For some type of data a flow is just fine – e.g. Flickr, FriendFeed, PlaxoPulse, Facebook etc. Structure sometimes emerges – sets, rooms, groups. For other purposes I may need alternate data structures and new functionality to build them. A pool of tagged objects is a good start, it is flexible and not determining how the data is organised. The user who generates the data also owns the actual raw data, as opposed to its formatted representation – e.g. Facebook, Amazon reviews. There will therefore, be many more options how to manipulate them. (For more see Models of Data Imprisonment.)

Various ways of thinking about data structures…

  • created prior to data input as a skeleton for data with known or standard structures to be stored in later – perhaps medical or financial data or other complex data
  • created with input of new data – when you upload photos, you create sets; when you bookmark a link, you add tags and notes etc
  • created on retrieval – the hierarchy or structure emerges at click of button depending on what you are looking and on the flow or the dynamic of the data, e.g. I click on a tag in del.icio.us and get all articles tagged with it
  • shoe-horned into single vision – google reader and del.icio.us, pick your means of rendering – by tag, by who person, date, no tag at all
  • created from a pool of objects, with tags and meta-data, with functionality that helps you create whatever hierarchy you want

The Mine! needs to have a user-driven structure. Once the user has the option of putting the data under his ‘domain’ i.e. in the Mine!, he can create new data or import existing data. The user can then manipulate it; mash it up, trend it, analyse it, collage it. Extra functionality can come from application or plugins which will allow the data in the Mine! to be structured as the user sees fit.

A Mine! plugin would be a package of functionality that enables users to manage a particular topic or format of data. They can create groups or categories of their own, reflecting areas of interest – travel, restaurants, shopping, cars, wine, fashion, cosmetics, sport, etc. This would be not dissimilar to a scrapbook – not a hierarchy or a taxonomy but a patchwork of stuff that the owner of the scrapbook is interested in.

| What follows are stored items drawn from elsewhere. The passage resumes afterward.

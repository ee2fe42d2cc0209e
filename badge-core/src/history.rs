//! Bounded undo/redo history of full project snapshots.
//!
//! Discrete edits record exactly one snapshot. Continuous pointer gestures
//! are bracketed by [`History::begin_gesture`] / [`History::commit_gesture`]
//! so a drag over hundreds of frames undoes in one step.

use std::collections::VecDeque;

use crate::Project;

/// Default number of snapshots kept on each stack.
pub const DEFAULT_HISTORY_DEPTH: usize = 50;

/// Undo/redo stacks.
#[derive(Debug, Clone)]
pub struct History {
    past: VecDeque<Project>,
    future: VecDeque<Project>,
    max_depth: usize,
    /// State captured when the open gesture began.
    gesture: Option<Project>,
}

impl Default for History {
    fn default() -> Self {
        Self::with_depth(DEFAULT_HISTORY_DEPTH)
    }
}

impl History {
    /// Create a history with a custom maximum depth (at least 1).
    #[must_use]
    pub fn with_depth(max_depth: usize) -> Self {
        let max_depth = max_depth.max(1);
        Self {
            past: VecDeque::with_capacity(max_depth),
            future: VecDeque::with_capacity(max_depth),
            max_depth,
            gesture: None,
        }
    }

    fn push_bounded(stack: &mut VecDeque<Project>, snapshot: Project, max_depth: usize) {
        if stack.len() >= max_depth {
            stack.pop_front();
        }
        stack.push_back(snapshot);
    }

    /// Record the state from before a discrete edit and drop the redo stack.
    ///
    /// Ignored while a gesture is open; the gesture commits its own snapshot.
    pub fn record(&mut self, before: Project) {
        if self.gesture.is_some() {
            return;
        }
        Self::push_bounded(&mut self.past, before, self.max_depth);
        self.future.clear();
    }

    /// Whether a gesture is currently open.
    #[must_use]
    pub fn in_gesture(&self) -> bool {
        self.gesture.is_some()
    }

    /// Open a gesture, remembering the state it started from.
    ///
    /// Returns `false` (and keeps the original start state) if a gesture is
    /// already open.
    pub fn begin_gesture(&mut self, current: &Project) -> bool {
        if self.gesture.is_some() {
            return false;
        }
        self.gesture = Some(current.clone());
        true
    }

    /// Close the open gesture, recording one snapshot if anything changed.
    ///
    /// Returns whether a snapshot was recorded.
    pub fn commit_gesture(&mut self, current: &Project) -> bool {
        match self.gesture.take() {
            Some(start) if start != *current => {
                self.record(start);
                true
            }
            _ => false,
        }
    }

    /// Close the open gesture without recording, returning its start state.
    pub fn cancel_gesture(&mut self) -> Option<Project> {
        self.gesture.take()
    }

    /// Check if undo is available.
    #[must_use]
    pub fn can_undo(&self) -> bool {
        !self.past.is_empty()
    }

    /// Check if redo is available.
    #[must_use]
    pub fn can_redo(&self) -> bool {
        !self.future.is_empty()
    }

    /// Number of undo steps available.
    #[must_use]
    pub fn undo_depth(&self) -> usize {
        self.past.len()
    }

    /// Number of redo steps available.
    #[must_use]
    pub fn redo_depth(&self) -> usize {
        self.future.len()
    }

    /// Pop the undo stack, pushing `current` onto the redo stack.
    ///
    /// Returns the snapshot to restore, or `None` when there is nothing to undo.
    pub fn undo(&mut self, current: Project) -> Option<Project> {
        let previous = self.past.pop_back()?;
        Self::push_bounded(&mut self.future, current, self.max_depth);
        Some(previous)
    }

    /// Pop the redo stack, pushing `current` onto the undo stack.
    ///
    /// Returns the snapshot to restore, or `None` when there is nothing to redo.
    pub fn redo(&mut self, current: Project) -> Option<Project> {
        let next = self.future.pop_back()?;
        Self::push_bounded(&mut self.past, current, self.max_depth);
        Some(next)
    }

    /// Clear all undo/redo history.
    pub fn clear(&mut self) {
        self.past.clear();
        self.future.clear();
        self.gesture = None;
    }
}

Hierarchy is often synonymous with order. A feature of hierarchy of information (taxonomy) is that it exists outside the user’s mind. The web has driven home the point that taxonomy is by far not the only order possible.

It is all very well to insist on user-driven structure, but where is the convenience if users have to determine not only the data flows but their underlying structure? To flip the way we tend to think – from the user’s point of view, the structure doesn’t have to precede the data. Emergent order is more user-friendly in the long run – think folksonomies and tags vs. directories and folders. In order words, complexity should come from usage, not design.